Your output must be a faithful copy of the listing underneath.

:::

use async_trait::async_trait;
use serde_json::{Map, Value};
use sqlx::PgPool;
use tracing::info;
use uuid::Uuid;

use super::{DocumentStore, NameFilter, StoreError};

/// Document store backed by Postgres.
///
/// Each collection is one table of `(id UUID PRIMARY KEY, doc JSONB,
/// created_at)`; `created_at` exists only to keep listing in insertion
/// order. Patches merge server-side (`doc || $patch`) with `RETURNING doc`,
/// so update-and-read is one atomic round trip.
pub struct PgDocumentStore {
    pool: PgPool,
}

impl PgDocumentStore {
    pub fn new(pool: PgPool) -> Self {
        Self { pool }
    }

    /// Create collection tables if they do not exist yet.
    pub async fn ensure_collections(&self, collections: &[&str]) -> Result<(), StoreError> {
        for collection in collections {
            let sql = format!(
                "CREATE TABLE IF NOT EXISTS {} (\
                 id UUID PRIMARY KEY, \
                 doc JSONB NOT NULL, \
                 created_at TIMESTAMPTZ NOT NULL DEFAULT now())",
                quote_identifier(collection)
            );
            sqlx::query(&sql).execute(&self.pool).await?;
        }
        info!("ensured {} collections", collections.len());
        Ok(())
    }

    /// Enforce uniqueness of a document field within a collection.
    /// Violations surface from `insert` as [`StoreError::Duplicate`].
    pub async fn ensure_unique(&self, collection: &str, field: &str) -> Result<(), StoreError> {
        let sql = format!(
            "CREATE UNIQUE INDEX IF NOT EXISTS {} ON {} ((doc->>'{}'))",
            quote_identifier(&format!("{}_{}_key", collection, field)),
            quote_identifier(collection),
            field
        );
        sqlx::query(&sql).execute(&self.pool).await?;
        Ok(())
    }
}

#[async_trait]
impl DocumentStore for PgDocumentStore {
    async fn find_all(
        &self,
        collection: &str,
        filter: Option<NameFilter<'_>>,
    ) -> Result<Vec<Value>, StoreError> {
        let table = quote_identifier(collection);

        let docs = match filter {
            None => {
                let sql = format!("SELECT doc FROM {} ORDER BY created_at, id", table);
                sqlx::query_scalar::<_, Value>(&sql).fetch_all(&self.pool).await?
            }
            Some(filter) => {
                let sql = format!(
                    "SELECT doc FROM {} WHERE doc->>$1 ILIKE '%' || $2 || '%' \
                     ORDER BY created_at, id",
                    table
                );
                sqlx::query_scalar::<_, Value>(&sql)
                    .bind(filter.field)
                    .bind(escape_like(filter.contains))
                    .fetch_all(&self.pool)
                    .await?
            }
        };

        Ok(docs)
    }

    async fn find_one(
        &self,
        collection: &str,
        field: &str,
        value: &str,
    ) -> Result<Option<Value>, StoreError> {
        let sql = format!(
            "SELECT doc FROM {} WHERE doc->>$1 = $2 LIMIT 1",
            quote_identifier(collection)
        );
        let doc = sqlx::query_scalar::<_, Value>(&sql)
            .bind(field)
            .bind(value)
            .fetch_optional(&self.pool)
            .await?;
        Ok(doc)
    }

    async fn find_by_key(&self, collection: &str, key: Uuid) -> Result<Option<Value>, StoreError> {
        let sql = format!("SELECT doc FROM {} WHERE id = $1", quote_identifier(collection));
        let doc = sqlx::query_scalar::<_, Value>(&sql)
            .bind(key)
            .fetch_optional(&self.pool)
            .await?;
        Ok(doc)
    }

    async fn insert(
        &self,
        collection: &str,
        key: Uuid,
        document: Value,
    ) -> Result<Value, StoreError> {
        let sql = format!(
            "INSERT INTO {} (id, doc) VALUES ($1, $2) RETURNING doc",
            quote_identifier(collection)
        );
        let doc = sqlx::query_scalar::<_, Value>(&sql)
            .bind(key)
            .bind(document)
            .fetch_one(&self.pool)
            .await
            .map_err(map_unique_violation)?;
        Ok(doc)
    }

    async fn apply_patch(
        &self,
        collection: &str,
        key: Uuid,
        patch: Map<String, Value>,
    ) -> Result<Option<Value>, StoreError> {
        let sql = format!(
            "UPDATE {} SET doc = doc || $2 WHERE id = $1 RETURNING doc",
            quote_identifier(collection)
        );
        let doc = sqlx::query_scalar::<_, Value>(&sql)
            .bind(key)
            .bind(Value::Object(patch))
            .fetch_optional(&self.pool)
            .await?;
        Ok(doc)
    }

    async fn delete(&self, collection: &str, key: Uuid) -> Result<Option<Value>, StoreError> {
        let sql = format!(
            "DELETE FROM {} WHERE id = $1 RETURNING doc",
            quote_identifier(collection)
        );
        let doc = sqlx::query_scalar::<_, Value>(&sql)
            .bind(key)
            .fetch_optional(&self.pool)
            .await?;
        Ok(doc)
    }

    async fn ping(&self) -> Result<(), StoreError> {
        sqlx::query("SELECT 1").execute(&self.pool).await?;
        Ok(())
    }
}

/// Quote a SQL identifier to prevent injection.
fn quote_identifier(name: &str) -> String {
    format!("\"{}\"", name.replace('"', "\"\""))
}

/// Escape LIKE wildcards in user-supplied search text.
fn escape_like(input: &str) -> String {
    input.replace('\\', "\\\\").replace('%', "\\%").replace('_', "\\_")
}

fn map_unique_violation(err: sqlx::Error) -> StoreError {
    if let sqlx::Error::Database(db) = &err {
        if db.code().as_deref() == Some("23505") {
            let constraint = db.constraint().unwrap_or("unique field").to_string();
            return StoreError::Duplicate(constraint);
        }
    }
    StoreError::Sqlx(err)
}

:::

Expected answer:
use async_trait::async_trait;
use serde_json::{Map, Value};
use sqlx::PgPool;
use tracing::info;
use uuid::Uuid;

use super::{DocumentStore, NameFilter, StoreError};

/// Document store backed by Postgres.
///
/// Each collection is one table of `(id UUID PRIMARY KEY, doc JSONB,
/// created_at)`; `created_at` exists only to keep listing in insertion
/// order. Patches merge server-side (`doc || $patch`) with `RETURNING doc`,
/// so update-and-read is one atomic round trip.
pub struct PgDocumentStore {
    pool: PgPool,
}

impl PgDocumentStore {
    pub fn new(pool: PgPool) -> Self {
        Self { pool }
    }

    /// Create collection tables if they do not exist yet.
    pub async fn ensure_collections(&self, collections: &[&str]) -> Result<(), StoreError> {
        for collection in collections {
            let sql = format!(
                "CREATE TABLE IF NOT EXISTS {} (\
                 id UUID PRIMARY KEY, \
                 doc JSONB NOT NULL, \
                 created_at TIMESTAMPTZ NOT NULL DEFAULT now())",
                quote_identifier(collection)
            );
            sqlx::query(&sql).execute(&self.pool).await?;
        }
        info!("ensured {} collections", collections.len());
        Ok(())
    }

    /// Enforce uniqueness of a document field within a collection.
    /// Violations surface from `insert` as [`StoreError::Duplicate`].
    pub async fn ensure_unique(&self, collection: &str, field: &str) -> Result<(), StoreError> {
        let sql = format!(
            "CREATE UNIQUE INDEX IF NOT EXISTS {} ON {} ((doc->>'{}'))",
            quote_identifier(&format!("{}_{}_key", collection, field)),
            quote_identifier(collection),
            field
        );
        sqlx::query(&sql).execute(&self.pool).await?;
        Ok(())
    }
}

#[async_trait]
impl DocumentStore for PgDocumentStore {
    async fn find_all(
        &self,
        collection: &str,
        filter: Option<NameFilter<'_>>,
    ) -> Result<Vec<Value>, StoreError> {
        let table = quote_identifier(collection);

        let docs = match filter {
            None => {
                let sql = format!("SELECT doc FROM {} ORDER BY created_at, id", table);
                sqlx::query_scalar::<_, Value>(&sql).fetch_all(&self.pool).await?
            }
            Some(filter) => {
                let sql = format!(
                    "SELECT doc FROM {} WHERE doc->>$1 ILIKE '%' || $2 || '%' \
                     ORDER BY created_at, id",
                    table
                );
                sqlx::query_scalar::<_, Value>(&sql)
                    .bind(filter.field)
                    .bind(escape_like(filter.contains))
                    .fetch_all(&self.pool)
                    .await?
            }
        };

        Ok(docs)
    }

    async fn find_one(
        &self,
        collection: &str,
        field: &str,
        value: &str,
    ) -> Result<Option<Value>, StoreError> {
        let sql = format!(
            "SELECT doc FROM {} WHERE doc->>$1 = $2 LIMIT 1",
            quote_identifier(collection)
        );
        let doc = sqlx::query_scalar::<_, Value>(&sql)
            .bind(field)
            .bind(value)
            .fetch_optional(&self.pool)
            .await?;
        Ok(doc)
    }

    async fn find_by_key(&self, collection: &str, key: Uuid) -> Result<Option<Value>, StoreError> {
        let sql = format!("SELECT doc FROM {} WHERE id = $1", quote_identifier(collection));
        let doc = sqlx::query_scalar::<_, Value>(&sql)
            .bind(key)
            .fetch_optional(&self.pool)
            .await?;
        Ok(doc)
    }

    async fn insert(
        &self,
        collection: &str,
        key: Uuid,
        document: Value,
    ) -> Result<Value, StoreError> {
        let sql = format!(
            "INSERT INTO {} (id, doc) VALUES ($1, $2) RETURNING doc",
            quote_identifier(collection)
        );
        let doc = sqlx::query_scalar::<_, Value>(&sql)
            .bind(key)
            .bind(document)
            .fetch_one(&self.pool)
            .await
            .map_err(map_unique_violation)?;
        Ok(doc)
    }

    async fn apply_patch(
        &self,
        collection: &str,
        key: Uuid,
        patch: Map<String, Value>,
    ) -> Result<Option<Value>, StoreError> {
        let sql = format!(
            "UPDATE {} SET doc = doc || $2 WHERE id = $1 RETURNING doc",
            quote_identifier(collection)
        );
        let doc = sqlx::query_scalar::<_, Value>(&sql)
            .bind(key)
            .bind(Value::Object(patch))
            .fetch_optional(&self.pool)
            .await?;
        Ok(doc)
    }

    async fn delete(&self, collection: &str, key: Uuid) -> Result<Option<Value>, StoreError> {
        let sql = format!(
            "DELETE FROM {} WHERE id = $1 RETURNING doc",
            quote_identifier(collection)
        );
        let doc = sqlx::query_scalar::<_, Value>(&sql)
            .bind(key)
            .fetch_optional(&self.pool)
            .await?;
        Ok(doc)
    }

    async fn ping(&self) -> Result<(), StoreError> {
        sqlx::query("SELECT 1").execute(&self.pool).await?;
        Ok(())
    }
}

/// Quote a SQL identifier to prevent injection.
fn quote_identifier(name: &str) -> String {
    format!("\"{}\"", name.replace('"', "\"\""))
}

/// Escape LIKE wildcards in user-supplied search text.
fn escape_like(input: &str) -> String {
    input.replace('\\', "\\\\").replace('%', "\\%").replace('_', "\\_")
}

fn map_unique_violation(err: sqlx::Error) -> StoreError {
    if let sqlx::Error::Database(db) = &err {
        if db.code().as_deref() == Some("23505") {
            let constraint = db.constraint().unwrap_or("unique field").to_string();
            return StoreError::Duplicate(constraint);
        }
    }
    StoreError::Sqlx(err)
}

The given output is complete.